The course consists of fundamental topics in geometry and measurement. This includes the concepts of length, area, volume, angles, units of measurement, precision and error. Algebraic expressions and functions, primarily in the linear case, are introduced to express geometric relationships.

The basic properties of two and three dimensional geometric shapes and their relationships are a central part of the course. Special emphasis is put on geometric reasoning through problem solving, including unknown angle, length, area, and volume. The course also covers topics on transformations in the plane, symmetries, congruence, and similarity. Some geometric constructions and basic geometric proofs are included. The skills developed throughtout the course are applied at the end in a brief introduction to probability.

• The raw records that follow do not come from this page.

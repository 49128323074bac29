//! Variant provider values and descriptors.

use serde::{Deserialize, Serialize};
use sha2::{Digest, Sha256};

use crate::hash::VariantHash;

/// One value a provider offers for one of its keys.
#[derive(Debug, Clone, PartialEq, Eq, Hash, Serialize, Deserialize)]
pub struct ProviderProperty {
    /// Name of the provider offering this value.
    pub provider_name: String,
    /// Property key within the provider (e.g. `architecture`).
    pub key: String,
    /// Property value (e.g. `tars`).
    pub value: String,
}

impl ProviderProperty {
    /// Create a property.
    pub fn new(
        provider_name: impl Into<String>,
        key: impl Into<String>,
        value: impl Into<String>,
    ) -> Self {
        Self {
            provider_name: provider_name.into(),
            key: key.into(),
            value: value.into(),
        }
    }

    /// Whether this property renders to an unambiguous hash input.
    ///
    /// The provider name and key must not contain `::`, and no field may
    /// contain a line break. Otherwise two different properties could feed
    /// identical bytes to the descriptor hash.
    pub fn is_hashable(&self) -> bool {
        let fields = [&self.provider_name, &self.key, &self.value];
        !self.provider_name.contains("::")
            && !self.key.contains("::")
            && !fields.iter().any(|f| f.contains(['\n', '\r']))
    }
}

impl std::fmt::Display for ProviderProperty {
    fn fmt(&self, f: &mut std::fmt::Formatter<'_>) -> std::fmt::Result {
        write!(f, "{} :: {} :: {}", self.provider_name, self.key, self.value)
    }
}

/// The values one provider accepts, most preferred first.
#[derive(Debug, Clone, PartialEq, Eq, Serialize, Deserialize)]
pub struct ProviderConfig {
    /// Provider name, matched against priority configuration.
    pub provider_name: String,
    /// Acceptable values, most preferred first.
    pub ordered_values: Vec<ProviderProperty>,
}

impl ProviderConfig {
    /// Create a provider configuration.
    pub fn new(provider_name: impl Into<String>, ordered_values: Vec<ProviderProperty>) -> Self {
        Self {
            provider_name: provider_name.into(),
            ordered_values,
        }
    }
}

/// One concrete combination of provider values.
///
/// Holds at most one property per contributing provider, in provider
/// priority order. The empty descriptor means "no variant" and has no hash.
#[derive(Debug, Clone, PartialEq, Eq, Default)]
pub struct VariantDescriptor {
    properties: Vec<ProviderProperty>,
    hash: Option<VariantHash>,
}

impl VariantDescriptor {
    /// Build a descriptor, deriving its hash from the ordered properties.
    ///
    /// Each property is fed to SHA-256 as `"{provider} :: {key} :: {value}\n"`
    /// in order; the hash is the first four digest bytes in hex. Identical
    /// ordered content always produces the identical hash.
    pub fn new(properties: Vec<ProviderProperty>) -> Self {
        let hash = (!properties.is_empty()).then(|| {
            let mut hasher = Sha256::new();
            for property in &properties {
                hasher.update(property.to_string().as_bytes());
                hasher.update(b"\n");
            }
            VariantHash::from_digest(&hasher.finalize())
        });
        Self { properties, hash }
    }

    /// The "no variant" descriptor.
    pub fn empty() -> Self {
        Self::default()
    }

    /// Properties in provider priority order.
    pub fn properties(&self) -> &[ProviderProperty] {
        &self.properties
    }

    /// Number of providers represented.
    pub fn specificity(&self) -> usize {
        self.properties.len()
    }

    /// Whether this is the "no variant" descriptor.
    pub fn is_empty(&self) -> bool {
        self.properties.is_empty()
    }

    /// The variant hash, or `None` for the "no variant" descriptor.
    pub fn hash(&self) -> Option<&VariantHash> {
        self.hash.as_ref()
    }
}

impl std::fmt::Display for VariantDescriptor {
    fn fmt(&self, f: &mut std::fmt::Formatter<'_>) -> std::fmt::Result {
        match &self.hash {
            None => f.write_str("<no variant>"),
            Some(hash) => {
                write!(f, "{hash} [")?;
                for (i, property) in self.properties.iter().enumerate() {
                    if i > 0 {
                        f.write_str(", ")?;
                    }
                    write!(f, "{property}")?;
                }
                f.write_str("]")
            }
        }
    }
}
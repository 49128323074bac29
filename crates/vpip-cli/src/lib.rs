//! vpip - variant-aware package installer
#![allow(missing_docs)]
#![allow(clippy::missing_errors_doc)]
#![allow(clippy::doc_markdown)]
//!
//! Front-end for the vpip resolver: fetches a package's simple-index page,
//! picks the artifact whose variant best fits this machine, and reports
//! the install.
//!
//! # Directory Layout
//!
//! ```text
//! ~/.vpip/
//! └── config.toml   # index URL, provider priority, provider values
//! ```

pub mod cmd;
pub mod logging;
pub mod progress;

pub use vpip_core::USER_AGENT;
pub use vpip_core::config::DEFAULT_INDEX_URL;

use clap::{Args, Parser, Subcommand};

#[derive(Debug, Parser)]
#[command(name = "vpip")]
#[command(author, version, about = "vpip - variant-aware package installer")]
pub struct Cli {
    /// Suppress the install progress bar
    #[arg(short, long, global = true)]
    pub quiet: bool,

    #[command(subcommand)]
    pub command: Commands,
}

#[derive(Debug, Subcommand)]
pub enum Commands {
    /// Install a package
    Install(InstallArgs),
}

#[derive(Debug, Clone, Args)]
pub struct InstallArgs {
    /// Package name
    pub package: String,

    /// Simple-index root URL (defaults to the configured index, then PyPI)
    #[arg(short = 'i', long, env = "VPIP_INDEX_URL")]
    pub index_url: Option<String>,

    /// Variant providers to use, most preferred first; others are excluded
    #[arg(
        long = "variant_provider",
        visible_alias = "variant-provider",
        value_name = "NAME",
        num_args = 1..
    )]
    pub variant_providers: Vec<String>,

    /// Ignore variants and install the generic artifact
    #[arg(long = "no_variants", visible_alias = "no-variants")]
    pub no_variants: bool,

    /// Force a variant hash, or `no-variant` to ignore variants
    #[arg(long = "variant-hash", value_name = "HASH", env = "VPIP_VARIANT_HASH")]
    pub variant_hash: Option<String>,
}
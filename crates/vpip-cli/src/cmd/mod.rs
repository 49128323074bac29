//! Subcommand implementations.

pub mod install;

  • Informal and formal proofs with angles
  • Geometric constructions
  • Angle sum in triangles, polygons
  • Pythagorean Theorem statement and proof
  • Planar shapes
  • Linear equations and graphs
  • Algebra and linear equations
  • Measurement of length, area, volume
  • Units of measurement
  • Perimeter, area and volume of 2D and 3D shapes
  • Plane transformations: translations, rotations, dilations
  • Introduction to coordinate geometry
  • Introduction to probability

Section Information

During Spring 2015, we have two sections of Math 1136; these are numbered 30976 and 30977. The syllabus and content for the sections will be the same but the class meeting times and locations are different. To distinguish them, each section also has a codename after one of the standard web colors.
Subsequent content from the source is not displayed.